Stored items -

* * *

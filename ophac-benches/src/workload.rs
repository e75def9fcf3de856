//! Seeded benchmark workloads.

use ophac_core::{DissimilarityMatrix, Quiver};
use ophac_test_support::fixtures::{distinct_rows, forward_edges, tied_rows};

use crate::{error::BenchSetupError, params::GenerateBenchParams};

/// Inputs for one call to `Engine::generate`.
#[derive(Clone, Debug)]
pub struct Workload {
    /// Dissimilarity over the benchmark items.
    pub matrix: DissimilarityMatrix,
    /// Order constraint, absent when the items are unordered.
    pub order: Option<Quiver>,
}

impl Workload {
    /// Builds the workload described by `params` from `seed`.
    ///
    /// # Errors
    /// Returns [`BenchSetupError`] when the generated inputs are rejected.
    pub fn generate(params: &GenerateBenchParams, seed: u64) -> Result<Self, BenchSetupError> {
        let rows = match params.levels {
            Some(levels) => tied_rows(seed, params.items, levels),
            None => distinct_rows(seed, params.items),
        };
        let matrix = DissimilarityMatrix::from_rows(&rows)?;
        let order = if params.order_density > 0.0 {
            let edges = forward_edges(seed, params.items, params.order_density);
            Some(Quiver::from_edges(params.items, &edges)?)
        } else {
            None
        };
        Ok(Self { matrix, order })
    }
}

#[cfg(test)]
#[expect(clippy::expect_used, reason = "tests require contextual panics")]
mod tests {
    use super::*;

    #[test]
    fn workloads_match_their_parameters() {
        let params = GenerateBenchParams {
            items: 6,
            levels: Some(2),
            order_density: 0.3,
        };
        let workload = Workload::generate(&params, 9).expect("workload must build");
        assert_eq!(workload.matrix.size(), 6);
        assert_eq!(workload.order.map(|order| order.node_count()), Some(6));
    }

    #[test]
    fn unordered_workloads_have_no_constraint() {
        let params = GenerateBenchParams {
            items: 4,
            levels: None,
            order_density: 0.0,
        };
        let workload = Workload::generate(&params, 9).expect("workload must build");
        assert!(workload.order.is_none());
    }
}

* * *

Your goal -
Among the entries above, locate the lines containing "Builds the workload" and "let order = if", and transcribe exactly those two lines and all lines between.

Answer -
    /// Builds the workload described by `params` from `seed`.
    ///
    /// # Errors
    /// Returns [`BenchSetupError`] when the generated inputs are rejected.
    pub fn generate(params: &GenerateBenchParams, seed: u64) -> Result<Self, BenchSetupError> {
        let rows = match params.levels {
            Some(levels) => tied_rows(seed, params.items, levels),
            None => distinct_rows(seed, params.items),
        };
        let matrix = DissimilarityMatrix::from_rows(&rows)?;
        let order = if params.order_density > 0.0 {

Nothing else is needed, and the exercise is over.